While the industrial successes we often hear about are attributed to China's top leadership, they are often the result of local governments' fail-fast approach, investments, corruption, greed and commitment."
This edition seeks to expand on this with regard to China's science and tech (S&T) ecosystem.
In their study of China's local officials' promotion, Bochao Chen and others have a few important takeaways.
Given China's vast market size, multiple stakeholders and varying local conditions, they posit that investigating its journey from a middle-income, imitation-first and mass-manufacturing nation to a centre of rapid high-technology advancements is worth studying. While several reasons - industrial espionage, forced technology transfer from foreign firms, and state capitalism are all true, a more nuanced study is necessary to fully explain China's technological rise.
In their paper, the authors focus on unpacking the motivations of the local government officials in China's S&T progress.

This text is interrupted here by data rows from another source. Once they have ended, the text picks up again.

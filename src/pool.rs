use std::any::Any;
use std::panic::{self, AssertUnwindSafe};

use rayon::ThreadPool;
use rayon::prelude::*;
use serde::Serialize;
use tracing::{error, warn};

use crate::domain::SceneId;
use crate::error::TerraError;

/// Bounded pool for per-scene stage work. A single worker runs tasks inline
/// on the calling thread, in order.
pub struct WorkerPool {
    workers: usize,
    pool: Option<ThreadPool>,
}

impl WorkerPool {
    pub fn new(workers: usize) -> Result<Self, TerraError> {
        let workers = workers.max(1);
        let pool = if workers == 1 {
            None
        } else {
            Some(
                rayon::ThreadPoolBuilder::new()
                    .num_threads(workers)
                    .thread_name(|idx| format!("terra-worker-{idx}"))
                    .build()
                    .map_err(|err| TerraError::ConfigInvalid(format!("worker pool: {err}")))?,
            )
        };
        Ok(Self { workers, pool })
    }

    pub fn workers(&self) -> usize {
        self.workers
    }

    /// Applies `task` to every item. Results come back in input order.
    pub fn run<T, R, F>(&self, items: Vec<T>, task: F) -> Vec<R>
    where
        T: Send,
        R: Send,
        F: Fn(T) -> R + Send + Sync,
    {
        match &self.pool {
            None => items.into_iter().map(task).collect(),
            Some(pool) => pool.install(|| items.into_par_iter().map(task).collect()),
        }
    }

    /// Runs one stage task per scene. A task that panics is reported as a
    /// [`TerraError::WorkerPanic`] for its scene; the rest of the batch
    /// carries on.
    pub fn run_scenes<T, O, K, F>(
        &self,
        items: Vec<T>,
        key: K,
        task: F,
    ) -> Vec<(SceneId, Result<O, TerraError>)>
    where
        T: Send,
        O: Send,
        K: Fn(&T) -> SceneId + Send + Sync,
        F: Fn(T) -> Result<O, TerraError> + Send + Sync,
    {
        self.run(items, |item| {
            let scene = key(&item);
            let result = panic::catch_unwind(AssertUnwindSafe(|| task(item))).unwrap_or_else(|payload| {
                Err(TerraError::WorkerPanic {
                    scene,
                    message: panic_message(payload.as_ref()),
                })
            });
            (scene, result)
        })
    }
}

pub(crate) fn panic_message(payload: &(dyn Any + Send)) -> String {
    if let Some(message) = payload.downcast_ref::<&str>() {
        message.to_string()
    } else if let Some(message) = payload.downcast_ref::<String>() {
        message.clone()
    } else {
        "unknown panic payload".to_string()
    }
}

#[derive(Debug, Clone, Copy, PartialEq, Eq)]
pub enum ItemStatus {
    Succeeded,
    Failed,
    Skipped,
}

#[derive(Debug, Clone, Copy, Default, PartialEq, Eq, Serialize)]
pub struct BatchReport {
    pub attempted: usize,
    pub succeeded: usize,
    pub failed: usize,
    pub skipped: usize,
}

impl BatchReport {
    pub fn record_success(&mut self) {
        self.attempted += 1;
        self.succeeded += 1;
    }

    pub fn record_failure(&mut self) {
        self.attempted += 1;
        self.failed += 1;
    }

    pub fn record_skip(&mut self) {
        self.skipped += 1;
    }

    /// Folds per-scene results into a report. Ordinary errors count as
    /// failures; the first invariant violation is returned instead, after
    /// every result has been logged.
    pub fn from_results<O, F>(
        stage: &str,
        results: Vec<(SceneId, Result<O, TerraError>)>,
        status: F,
    ) -> Result<Self, TerraError>
    where
        F: Fn(&O) -> ItemStatus,
    {
        let mut report = BatchReport::default();
        let mut fatal = None;
        for (id, result) in results {
            match result {
                Ok(outcome) => match status(&outcome) {
                    ItemStatus::Succeeded => report.record_success(),
                    ItemStatus::Failed => report.record_failure(),
                    ItemStatus::Skipped => report.record_skip(),
                },
                Err(err) if err.is_invariant() => {
                    error!(stage, scene = id, error = %err, "catalog invariant violated");
                    fatal.get_or_insert(err);
                }
                Err(err) => {
                    warn!(stage, scene = id, error = %err, "scene failed");
                    report.record_failure();
                }
            }
        }
        match fatal {
            Some(err) => Err(err),
            None => Ok(report),
        }
    }
}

China has a decentralised economy but a centralised political system, both party and cadre system. This means that while local governments are empowered with fiscal autonomy and support companies with subsidies, tax incentives, land offerings and tailored loans, the appointments and promotions of local government officials are decided by higher-level provincial leaders.
In fact, the two are interlinked. They find that -
"..prefecture-level (an administrative subdivision of provincial level government) mayors are more likely to be promoted in regions with a strong innovation performance, especially in prefectures with strict innovation evaluations."
The following case in point makes for a fascinating example -
"In 2006, the Chinese government issued the "Medium- and Long-Term Development Plan for Science and Technology (2006-2020)" (MLP), which set the goal of becoming a world‑leading innovative nation. As the planner of innovation, the central government links officials' promotion assessments to the locality's innovation performance to ensure the appropriate conditions for implementing this top-down policy.
Sun et al. (2021) found that after the national "Tenth Five-Year Plan" proposed patent targets, the number of patent applications in November and December of each year significantly exceeded those filed in other months, creating a "patent rush." This indicates that local officials may intervene in patent applications and approvals at the end of the year to meet their performance targets in the field of technological innovation."
Of course this is not the only metric for an official's promotion or rise in the cadre system. Officials are subject to a relative evaluation system designed to create competition between officials from different regions, and "ability, loyalty, network connections", as well as "economic performance" and "environmental governance" under the official's control all play a role, making this a "promotion tournament".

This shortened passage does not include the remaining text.